Während der Zeit der Perestroika erlangten Schewtschuk und DDT Kultstatus, sparten jedoch auch weiter nicht mit Kritik mit den Mächtigen. Mit dem Lied „Mjertvyj Gorod. Roschdestwo“ (Tote Stadt. Weihnachten), das dem ersten Tschetschenienkrieg gewidmet ist (1994–1996), durfte sich der damalige Präsident Boris Jelzin angesprochen fühlen.

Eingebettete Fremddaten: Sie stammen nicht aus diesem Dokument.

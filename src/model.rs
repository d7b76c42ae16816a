//! Domain model: tasks, employees, and the problem that pairs them.
//!
//! A [`Problem`] is built once per run and only ever borrowed by the
//! evaluator and the engines. Employees are referenced by 1-based index
//! (see [`crate::solution::UNASSIGNED`]).

use std::collections::HashSet;

use crate::error::{Error, Result};

/// A unit of work to be assigned to exactly one employee.
///
/// `time` and `deadline` share one unit (hours in the typical dataset).
#[derive(Debug, Clone, PartialEq)]
#[cfg_attr(feature = "serde", derive(serde::Serialize, serde::Deserialize))]
pub struct Task {
    /// Task identifier.
    pub id: String,
    /// Processing time.
    pub time: f64,
    /// Required competency; compared against [`Employee::level`].
    pub difficulty: f64,
    /// Latest acceptable finish time.
    pub deadline: f64,
    /// Skill category the assignee must possess.
    pub skill: String,
}

impl Task {
    /// Creates a task.
    pub fn new(
        id: impl Into<String>,
        time: f64,
        difficulty: f64,
        deadline: f64,
        skill: impl Into<String>,
    ) -> Self {
        Self {
            id: id.into(),
            time,
            difficulty,
            deadline,
            skill: skill.into(),
        }
    }
}

/// A worker with limited hours, a competency level and a skill set.
#[derive(Debug, Clone, PartialEq)]
#[cfg_attr(feature = "serde", derive(serde::Serialize, serde::Deserialize))]
pub struct Employee {
    /// Employee identifier.
    pub id: String,
    /// Available hours (capacity).
    pub hours: f64,
    /// Competency level.
    pub level: f64,
    /// Skill categories this employee can work in.
    pub skills: HashSet<String>,
}

impl Employee {
    /// Creates an employee.
    pub fn new<I, S>(id: impl Into<String>, hours: f64, level: f64, skills: I) -> Self
    where
        I: IntoIterator<Item = S>,
        S: Into<String>,
    {
        Self {
            id: id.into(),
            hours,
            level,
            skills: skills.into_iter().map(Into::into).collect(),
        }
    }

    /// Whether this employee possesses `skill`.
    pub fn has_skill(&self, skill: &str) -> bool {
        self.skills.contains(skill)
    }
}

/// The immutable input of one optimization run.
///
/// Deserialization goes through [`Problem::new`], so the same checks apply
/// to data loaded from files.
#[derive(Debug, Clone, PartialEq)]
#[cfg_attr(
    feature = "serde",
    derive(serde::Serialize, serde::Deserialize),
    serde(try_from = "ProblemData")
)]
pub struct Problem {
    tasks: Vec<Task>,
    employees: Vec<Employee>,
}

/// Unchecked wire form of a [`Problem`].
#[cfg(feature = "serde")]
#[derive(serde::Deserialize)]
struct ProblemData {
    tasks: Vec<Task>,
    employees: Vec<Employee>,
}

#[cfg(feature = "serde")]
impl TryFrom<ProblemData> for Problem {
    type Error = Error;

    fn try_from(data: ProblemData) -> Result<Self> {
        Problem::new(data.tasks, data.employees)
    }
}

impl Problem {
    /// Builds a problem after checking every record.
    ///
    /// Both lists must be non-empty. Times, hours and deadlines must be
    /// finite and positive; difficulty and level must be finite. A task no
    /// employee can satisfy is accepted: it just costs penalty.
    pub fn new(tasks: Vec<Task>, employees: Vec<Employee>) -> Result<Self> {
        if tasks.is_empty() {
            return Err(Error::NoTasks);
        }
        if employees.is_empty() {
            return Err(Error::NoEmployees);
        }

        for (index, task) in tasks.iter().enumerate() {
            let invalid = |reason: &str| Error::InvalidTask {
                index,
                id: task.id.clone(),
                reason: reason.to_string(),
            };
            if !(task.time.is_finite() && task.time > 0.0) {
                return Err(invalid("time must be finite and positive"));
            }
            if !(task.deadline.is_finite() && task.deadline > 0.0) {
                return Err(invalid("deadline must be finite and positive"));
            }
            if !task.difficulty.is_finite() {
                return Err(invalid("difficulty must be finite"));
            }
        }

        for (index, employee) in employees.iter().enumerate() {
            let invalid = |reason: &str| Error::InvalidEmployee {
                index,
                id: employee.id.clone(),
                reason: reason.to_string(),
            };
            if !(employee.hours.is_finite() && employee.hours > 0.0) {
                return Err(invalid("hours must be finite and positive"));
            }
            if !employee.level.is_finite() {
                return Err(invalid("level must be finite"));
            }
        }

        Ok(Self { tasks, employees })
    }

    /// Tasks in gene order.
    pub fn tasks(&self) -> &[Task] {
        &self.tasks
    }

    /// Employees; gene value `k` refers to `employees()[k - 1]`.
    pub fn employees(&self) -> &[Employee] {
        &self.employees
    }

    /// Number of tasks (solution length).
    pub fn num_tasks(&self) -> usize {
        self.tasks.len()
    }

    /// Number of employees (largest valid gene value).
    pub fn num_employees(&self) -> usize {
        self.employees.len()
    }

    /// Looks up an employee by 1-based reference.
    ///
    /// Returns `None` for the unassigned sentinel or an out-of-range value.
    pub fn employee(&self, reference: usize) -> Option<&Employee> {
        reference
            .checked_sub(1)
            .and_then(|idx| self.employees.get(idx))
    }

    /// Checks the solution invariant: one gene per task, each gene either
    /// unassigned or within `[1, num_employees]`.
    pub fn check_genes(&self, genes: &[usize]) -> Result<()> {
        if genes.len() != self.num_tasks() {
            return Err(Error::LengthMismatch {
                expected: self.num_tasks(),
                got: genes.len(),
            });
        }
        let max = self.num_employees();
        match genes.iter().position(|&g| g > max) {
            Some(task) => Err(Error::EmployeeOutOfRange {
                task,
                employee: genes[task],
                max,
            }),
            None => Ok(()),
        }
    }
}
//! Error type shared by the domain model and the three engines.
//!
//! Only malformed input is an error. An assignment that breaks capacity,
//! skill, difficulty or deadline rules is expressed as penalty, never as
//! an `Err`.

use thiserror::Error;

/// Errors reported before a run starts.
#[derive(Debug, Clone, PartialEq, Error)]
pub enum Error {
    /// A configuration parameter is outside its valid range.
    #[error("invalid configuration: {field} {reason}")]
    InvalidConfig {
        /// Name of the offending parameter.
        field: &'static str,
        /// What is wrong with it.
        reason: String,
    },

    /// The problem has no tasks.
    #[error("problem has no tasks")]
    NoTasks,

    /// The problem has no employees.
    #[error("problem has no employees")]
    NoEmployees,

    /// A task record carries an unusable value.
    #[error("task {index} ({id}): {reason}")]
    InvalidTask {
        /// Position of the task in the problem.
        index: usize,
        /// Task identifier.
        id: String,
        /// What is wrong with it.
        reason: String,
    },

    /// An employee record carries an unusable value.
    #[error("employee {index} ({id}): {reason}")]
    InvalidEmployee {
        /// Position of the employee in the problem.
        index: usize,
        /// Employee identifier.
        id: String,
        /// What is wrong with it.
        reason: String,
    },

    /// A solution's length differs from the number of tasks.
    #[error("solution has {got} genes, expected {expected}")]
    LengthMismatch {
        /// Number of tasks in the problem.
        expected: usize,
        /// Number of genes in the solution.
        got: usize,
    },

    /// A gene references an employee outside `[1, num_employees]`.
    #[error("gene {task} references employee {employee}, valid range is 1..={max}")]
    EmployeeOutOfRange {
        /// Task index of the bad gene.
        task: usize,
        /// The referenced employee.
        employee: usize,
        /// Number of employees.
        max: usize,
    },
}

/// Crate result alias.
pub type Result<T> = std::result::Result<T, Error>;

impl Error {
    pub(crate) fn config(field: &'static str, reason: impl Into<String>) -> Self {
        Error::InvalidConfig {
            field,
            reason: reason.into(),
        }
    }
}

/// Checks that `value` is a probability in `[0, 1]`.
pub(crate) fn check_rate(field: &'static str, value: f64) -> Result<()> {
    if (0.0..=1.0).contains(&value) {
        Ok(())
    } else {
        Err(Error::config(field, format!("must be in [0, 1], got {value}")))
    }
}

/// Checks that a count parameter is at least one.
pub(crate) fn check_count(field: &'static str, value: usize) -> Result<()> {
    if value == 0 {
        Err(Error::config(field, "must be at least 1"))
    } else {
        Ok(())
    }
}

/// Checks that `value` is finite.
pub(crate) fn check_finite(field: &'static str, value: f64) -> Result<()> {
    if value.is_finite() {
        Ok(())
    } else {
        Err(Error::config(field, format!("must be finite, got {value}")))
    }
}
//! Seedable random number generation.
//!
//! Every engine owns exactly one generator created here and threads it
//! through each stochastic step, so a fixed seed reproduces a run.

use rand::rngs::StdRng;
use rand::SeedableRng;

/// Creates a deterministic generator from `seed`.
pub fn create_rng(seed: u64) -> StdRng {
    StdRng::seed_from_u64(seed)
}

/// Creates a generator from an optional seed.
///
/// `None` draws a fresh seed from the thread-local generator.
pub fn rng_from_seed(seed: Option<u64>) -> StdRng {
    match seed {
        Some(seed) => create_rng(seed),
        None => create_rng(rand::random()),
    }
}

#[cfg(test)]
mod tests {
    use super::*;
    use rand::Rng;

    #[test]
    fn test_same_seed_same_stream() {
        let mut a = create_rng(7);
        let mut b = rng_from_seed(Some(7));
        for _ in 0..32 {
            assert_eq!(a.random::<u64>(), b.random::<u64>());
        }
    }

    #[test]
    fn test_different_seeds_diverge() {
        let mut a = create_rng(1);
        let mut b = create_rng(2);
        let xs: Vec<u64> = (0..8).map(|_| a.random()).collect();
        let ys: Vec<u64> = (0..8).map(|_| b.random()).collect();
        assert_ne!(xs, ys);
    }
}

Zum Gegenstand der Berichterstattung in Russland wurde eine Begebenheit im Mai 2010. Da nahm Schewtschuk an einem Treffen mit dem damaligen russischen Regierungschef Wladimir Putin teil. Auf seine Frage, ob Putin das Land demokratisieren wolle und „Märsche der Unzufriedenen“ (Protestkundgebungen der russischen Opposition in den Jahren 2005 bis 2007) erneut niedergeschlagen würde, hatte Putin keine Antwort, dafür aber eine Frage: „Entschuldigung bitte, wie war doch gleich Ihr Name?“
Der dürfte sich Russlands Präsidenten in der Folgezeit wohl eingeprägt haben. Denn Schewtschuks Auftritte beschränkten sich nicht auf Konzertbühnen. So übernahm der Musiker die Behandlungskosten für Kriegsopfer in Tschetschenien, kaufte Prothesen und Rollstühle. Einnahmen von Konzerten überwies er an einen Hilfsfonds zur Unterstützung vom Krieg Betroffener in Tschetschenien, der von Georgien abtrünnigen Region Südossetien und der Ukraine.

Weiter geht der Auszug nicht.